WHAT YOU SHOULD DO: Copy each line from the entries that the word "every" appears in.

(Stored records)
________

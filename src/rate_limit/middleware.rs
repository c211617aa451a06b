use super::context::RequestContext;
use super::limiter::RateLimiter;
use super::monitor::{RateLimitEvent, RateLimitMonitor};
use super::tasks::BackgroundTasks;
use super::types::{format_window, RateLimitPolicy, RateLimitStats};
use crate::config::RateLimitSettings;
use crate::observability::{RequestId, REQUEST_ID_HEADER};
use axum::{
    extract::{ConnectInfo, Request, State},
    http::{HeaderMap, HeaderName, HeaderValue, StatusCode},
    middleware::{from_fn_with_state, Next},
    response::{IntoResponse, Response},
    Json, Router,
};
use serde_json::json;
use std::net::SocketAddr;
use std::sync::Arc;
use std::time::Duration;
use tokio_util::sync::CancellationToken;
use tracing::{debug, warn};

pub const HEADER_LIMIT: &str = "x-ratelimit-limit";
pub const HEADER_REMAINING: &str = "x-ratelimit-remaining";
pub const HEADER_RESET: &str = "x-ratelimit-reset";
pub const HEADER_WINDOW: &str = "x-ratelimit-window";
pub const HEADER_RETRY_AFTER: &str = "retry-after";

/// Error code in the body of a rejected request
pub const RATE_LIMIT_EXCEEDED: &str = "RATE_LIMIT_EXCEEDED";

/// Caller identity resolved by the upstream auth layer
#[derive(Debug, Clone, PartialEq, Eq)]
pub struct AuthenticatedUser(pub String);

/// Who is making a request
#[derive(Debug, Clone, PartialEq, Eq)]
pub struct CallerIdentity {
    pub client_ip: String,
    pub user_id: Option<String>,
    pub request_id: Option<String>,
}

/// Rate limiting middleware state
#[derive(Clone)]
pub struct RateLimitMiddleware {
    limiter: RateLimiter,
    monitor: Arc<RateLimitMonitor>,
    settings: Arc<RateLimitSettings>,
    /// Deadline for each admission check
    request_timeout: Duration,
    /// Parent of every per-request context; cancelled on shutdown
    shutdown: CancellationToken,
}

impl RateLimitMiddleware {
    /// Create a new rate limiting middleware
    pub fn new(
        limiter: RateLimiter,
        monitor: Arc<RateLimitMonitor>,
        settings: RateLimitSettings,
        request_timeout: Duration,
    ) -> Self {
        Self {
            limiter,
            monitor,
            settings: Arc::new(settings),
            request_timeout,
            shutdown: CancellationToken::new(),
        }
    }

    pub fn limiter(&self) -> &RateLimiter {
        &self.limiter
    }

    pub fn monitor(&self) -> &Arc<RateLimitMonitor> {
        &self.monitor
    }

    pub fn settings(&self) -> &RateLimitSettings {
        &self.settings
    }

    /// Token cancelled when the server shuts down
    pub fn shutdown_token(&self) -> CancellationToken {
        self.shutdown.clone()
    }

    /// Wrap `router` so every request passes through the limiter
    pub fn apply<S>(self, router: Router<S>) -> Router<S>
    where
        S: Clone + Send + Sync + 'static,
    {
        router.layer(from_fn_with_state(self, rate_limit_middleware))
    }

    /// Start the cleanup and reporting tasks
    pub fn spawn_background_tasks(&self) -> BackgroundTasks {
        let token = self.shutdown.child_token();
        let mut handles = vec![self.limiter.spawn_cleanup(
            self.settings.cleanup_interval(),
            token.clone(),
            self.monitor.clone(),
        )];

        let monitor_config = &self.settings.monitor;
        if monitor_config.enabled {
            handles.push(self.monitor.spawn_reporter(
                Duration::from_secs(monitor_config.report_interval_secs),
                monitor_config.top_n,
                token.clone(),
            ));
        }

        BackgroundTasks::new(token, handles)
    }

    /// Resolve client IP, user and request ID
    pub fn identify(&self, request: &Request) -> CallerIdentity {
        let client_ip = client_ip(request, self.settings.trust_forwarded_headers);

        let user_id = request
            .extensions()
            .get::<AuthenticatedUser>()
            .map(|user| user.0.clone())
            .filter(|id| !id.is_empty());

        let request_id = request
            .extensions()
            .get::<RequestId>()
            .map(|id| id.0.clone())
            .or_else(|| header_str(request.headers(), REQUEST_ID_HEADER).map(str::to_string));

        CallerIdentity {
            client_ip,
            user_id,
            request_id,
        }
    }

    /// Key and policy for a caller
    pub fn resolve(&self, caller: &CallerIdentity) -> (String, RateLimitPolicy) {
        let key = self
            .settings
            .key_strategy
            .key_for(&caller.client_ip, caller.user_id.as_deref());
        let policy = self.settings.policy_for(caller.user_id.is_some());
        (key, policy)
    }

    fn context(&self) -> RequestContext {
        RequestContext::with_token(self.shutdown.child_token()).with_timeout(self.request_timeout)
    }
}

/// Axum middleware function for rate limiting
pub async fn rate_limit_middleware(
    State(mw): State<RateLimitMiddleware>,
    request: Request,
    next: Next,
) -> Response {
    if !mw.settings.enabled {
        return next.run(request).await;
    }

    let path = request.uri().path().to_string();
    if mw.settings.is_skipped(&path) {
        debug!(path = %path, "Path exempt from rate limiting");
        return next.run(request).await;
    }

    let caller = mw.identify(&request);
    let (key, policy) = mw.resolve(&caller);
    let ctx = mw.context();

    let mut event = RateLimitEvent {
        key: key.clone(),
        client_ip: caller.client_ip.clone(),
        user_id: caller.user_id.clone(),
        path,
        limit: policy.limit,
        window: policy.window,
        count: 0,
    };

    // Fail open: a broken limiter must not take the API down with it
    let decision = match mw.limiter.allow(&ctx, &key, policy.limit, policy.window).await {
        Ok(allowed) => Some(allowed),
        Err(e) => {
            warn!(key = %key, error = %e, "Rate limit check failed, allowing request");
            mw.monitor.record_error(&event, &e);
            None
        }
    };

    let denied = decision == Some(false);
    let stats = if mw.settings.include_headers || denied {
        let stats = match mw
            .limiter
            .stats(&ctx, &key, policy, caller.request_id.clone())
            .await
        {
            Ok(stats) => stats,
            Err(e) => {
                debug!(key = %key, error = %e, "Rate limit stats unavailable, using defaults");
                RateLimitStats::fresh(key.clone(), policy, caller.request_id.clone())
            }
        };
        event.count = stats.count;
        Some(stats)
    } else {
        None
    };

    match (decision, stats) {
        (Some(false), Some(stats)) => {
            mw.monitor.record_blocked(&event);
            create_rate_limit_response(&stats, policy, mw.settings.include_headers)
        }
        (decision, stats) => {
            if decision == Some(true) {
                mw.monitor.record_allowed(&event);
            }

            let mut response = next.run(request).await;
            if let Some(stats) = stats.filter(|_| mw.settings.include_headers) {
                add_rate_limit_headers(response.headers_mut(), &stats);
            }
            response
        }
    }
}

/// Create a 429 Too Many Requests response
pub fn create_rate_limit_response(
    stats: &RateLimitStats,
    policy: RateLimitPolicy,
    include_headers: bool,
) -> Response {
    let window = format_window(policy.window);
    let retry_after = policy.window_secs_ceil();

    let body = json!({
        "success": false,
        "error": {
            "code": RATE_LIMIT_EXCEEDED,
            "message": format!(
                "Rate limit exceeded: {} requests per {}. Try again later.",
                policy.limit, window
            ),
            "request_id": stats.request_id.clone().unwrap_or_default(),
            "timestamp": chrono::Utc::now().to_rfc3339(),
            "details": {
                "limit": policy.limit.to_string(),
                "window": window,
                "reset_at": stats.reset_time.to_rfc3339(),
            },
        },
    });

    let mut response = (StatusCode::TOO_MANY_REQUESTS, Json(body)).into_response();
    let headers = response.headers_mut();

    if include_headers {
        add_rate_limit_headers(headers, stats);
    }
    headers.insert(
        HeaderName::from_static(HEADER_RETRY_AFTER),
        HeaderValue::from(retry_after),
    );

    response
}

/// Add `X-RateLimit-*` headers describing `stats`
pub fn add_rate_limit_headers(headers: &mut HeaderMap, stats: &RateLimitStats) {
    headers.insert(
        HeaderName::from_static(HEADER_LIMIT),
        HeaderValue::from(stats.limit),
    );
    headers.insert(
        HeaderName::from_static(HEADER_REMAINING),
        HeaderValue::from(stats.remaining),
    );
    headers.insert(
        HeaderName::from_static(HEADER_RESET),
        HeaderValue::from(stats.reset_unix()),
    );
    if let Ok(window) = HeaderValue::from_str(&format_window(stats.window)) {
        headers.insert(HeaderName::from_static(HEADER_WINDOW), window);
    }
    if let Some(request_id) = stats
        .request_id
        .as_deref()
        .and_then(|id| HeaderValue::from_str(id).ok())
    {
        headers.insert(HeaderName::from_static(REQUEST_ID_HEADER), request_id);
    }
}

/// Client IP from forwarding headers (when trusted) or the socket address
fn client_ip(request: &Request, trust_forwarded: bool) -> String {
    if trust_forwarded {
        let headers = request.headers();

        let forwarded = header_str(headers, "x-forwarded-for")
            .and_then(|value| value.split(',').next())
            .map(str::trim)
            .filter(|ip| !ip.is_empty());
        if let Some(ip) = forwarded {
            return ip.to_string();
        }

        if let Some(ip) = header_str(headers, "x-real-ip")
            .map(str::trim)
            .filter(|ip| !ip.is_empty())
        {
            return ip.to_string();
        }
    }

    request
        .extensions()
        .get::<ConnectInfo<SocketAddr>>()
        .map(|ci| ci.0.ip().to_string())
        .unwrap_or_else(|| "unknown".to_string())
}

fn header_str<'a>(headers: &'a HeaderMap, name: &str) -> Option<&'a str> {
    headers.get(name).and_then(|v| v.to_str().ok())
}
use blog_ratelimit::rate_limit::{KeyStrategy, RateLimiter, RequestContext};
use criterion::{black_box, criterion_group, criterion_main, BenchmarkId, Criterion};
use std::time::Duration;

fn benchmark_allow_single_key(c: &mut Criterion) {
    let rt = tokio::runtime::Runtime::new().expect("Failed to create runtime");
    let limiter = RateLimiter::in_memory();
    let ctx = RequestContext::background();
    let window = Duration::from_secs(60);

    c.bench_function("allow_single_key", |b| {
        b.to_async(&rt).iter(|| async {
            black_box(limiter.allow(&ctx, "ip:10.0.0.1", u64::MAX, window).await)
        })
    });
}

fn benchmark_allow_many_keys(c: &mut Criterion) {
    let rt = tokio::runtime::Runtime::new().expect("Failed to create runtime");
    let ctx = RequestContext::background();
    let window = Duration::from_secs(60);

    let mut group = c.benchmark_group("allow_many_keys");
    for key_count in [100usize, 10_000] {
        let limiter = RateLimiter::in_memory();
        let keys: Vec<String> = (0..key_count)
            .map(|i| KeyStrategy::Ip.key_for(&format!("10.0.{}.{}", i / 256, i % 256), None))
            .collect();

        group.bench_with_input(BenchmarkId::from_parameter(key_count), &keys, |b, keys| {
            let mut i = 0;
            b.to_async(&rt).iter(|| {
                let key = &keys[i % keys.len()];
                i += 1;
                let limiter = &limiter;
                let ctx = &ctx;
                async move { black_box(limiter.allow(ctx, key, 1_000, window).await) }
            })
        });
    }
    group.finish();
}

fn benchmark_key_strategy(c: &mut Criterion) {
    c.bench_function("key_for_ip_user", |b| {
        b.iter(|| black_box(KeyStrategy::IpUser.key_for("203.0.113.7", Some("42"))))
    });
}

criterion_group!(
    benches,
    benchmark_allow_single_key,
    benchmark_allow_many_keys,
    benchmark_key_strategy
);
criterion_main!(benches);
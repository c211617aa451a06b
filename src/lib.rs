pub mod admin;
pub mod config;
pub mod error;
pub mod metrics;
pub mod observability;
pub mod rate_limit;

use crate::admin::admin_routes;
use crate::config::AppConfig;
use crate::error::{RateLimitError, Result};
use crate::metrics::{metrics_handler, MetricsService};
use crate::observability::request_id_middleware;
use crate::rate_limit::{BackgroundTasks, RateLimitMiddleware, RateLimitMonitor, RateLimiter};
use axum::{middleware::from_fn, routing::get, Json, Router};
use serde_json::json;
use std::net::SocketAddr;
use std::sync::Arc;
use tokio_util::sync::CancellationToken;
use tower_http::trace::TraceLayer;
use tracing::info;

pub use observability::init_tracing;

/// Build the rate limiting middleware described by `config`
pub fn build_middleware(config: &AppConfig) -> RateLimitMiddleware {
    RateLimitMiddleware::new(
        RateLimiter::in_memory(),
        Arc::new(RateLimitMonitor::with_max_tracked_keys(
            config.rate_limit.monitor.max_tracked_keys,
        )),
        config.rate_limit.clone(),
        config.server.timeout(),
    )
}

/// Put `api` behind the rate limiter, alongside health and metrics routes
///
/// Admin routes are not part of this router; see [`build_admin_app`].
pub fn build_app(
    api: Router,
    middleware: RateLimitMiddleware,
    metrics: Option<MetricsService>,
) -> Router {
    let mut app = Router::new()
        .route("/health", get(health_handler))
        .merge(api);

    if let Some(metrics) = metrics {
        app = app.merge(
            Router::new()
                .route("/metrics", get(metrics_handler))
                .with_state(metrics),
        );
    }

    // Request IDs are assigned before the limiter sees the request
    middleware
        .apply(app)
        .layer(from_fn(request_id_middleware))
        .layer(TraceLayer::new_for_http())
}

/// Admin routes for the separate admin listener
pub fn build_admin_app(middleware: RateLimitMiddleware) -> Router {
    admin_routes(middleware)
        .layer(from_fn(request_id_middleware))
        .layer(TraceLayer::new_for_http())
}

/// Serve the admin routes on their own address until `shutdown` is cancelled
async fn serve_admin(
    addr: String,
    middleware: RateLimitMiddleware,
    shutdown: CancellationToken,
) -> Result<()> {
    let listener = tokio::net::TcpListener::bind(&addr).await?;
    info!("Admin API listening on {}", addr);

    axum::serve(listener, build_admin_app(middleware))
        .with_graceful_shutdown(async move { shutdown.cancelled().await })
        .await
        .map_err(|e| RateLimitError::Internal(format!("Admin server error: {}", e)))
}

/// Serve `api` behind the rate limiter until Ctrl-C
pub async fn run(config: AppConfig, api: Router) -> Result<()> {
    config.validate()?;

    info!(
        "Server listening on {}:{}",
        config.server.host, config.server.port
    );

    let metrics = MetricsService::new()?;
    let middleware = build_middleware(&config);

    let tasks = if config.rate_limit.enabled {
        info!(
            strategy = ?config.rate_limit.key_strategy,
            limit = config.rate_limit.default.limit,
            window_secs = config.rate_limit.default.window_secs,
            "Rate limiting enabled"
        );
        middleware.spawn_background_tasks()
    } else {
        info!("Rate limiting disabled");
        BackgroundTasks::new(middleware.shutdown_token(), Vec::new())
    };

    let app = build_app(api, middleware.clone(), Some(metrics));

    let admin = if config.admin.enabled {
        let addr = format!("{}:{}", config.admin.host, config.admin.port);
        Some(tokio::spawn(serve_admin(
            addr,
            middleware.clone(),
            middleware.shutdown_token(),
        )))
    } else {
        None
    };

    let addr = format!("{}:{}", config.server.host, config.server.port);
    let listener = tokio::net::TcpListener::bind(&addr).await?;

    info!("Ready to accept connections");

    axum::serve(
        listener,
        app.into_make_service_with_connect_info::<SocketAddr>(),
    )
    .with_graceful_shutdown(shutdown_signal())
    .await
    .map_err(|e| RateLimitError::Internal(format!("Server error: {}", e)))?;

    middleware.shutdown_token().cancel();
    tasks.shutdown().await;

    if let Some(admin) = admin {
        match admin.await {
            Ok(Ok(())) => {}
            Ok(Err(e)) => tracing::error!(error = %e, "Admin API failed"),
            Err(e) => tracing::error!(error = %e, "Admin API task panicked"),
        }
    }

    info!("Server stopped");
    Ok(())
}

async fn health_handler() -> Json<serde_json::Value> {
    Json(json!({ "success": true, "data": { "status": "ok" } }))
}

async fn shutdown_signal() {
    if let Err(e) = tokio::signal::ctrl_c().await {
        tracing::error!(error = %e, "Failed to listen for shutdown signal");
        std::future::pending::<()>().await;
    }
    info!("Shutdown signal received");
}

________

RESPONSE AREA:
    /// Parent of every per-request context; cancelled on shutdown
    /// Wrap `router` so every request passes through the limiter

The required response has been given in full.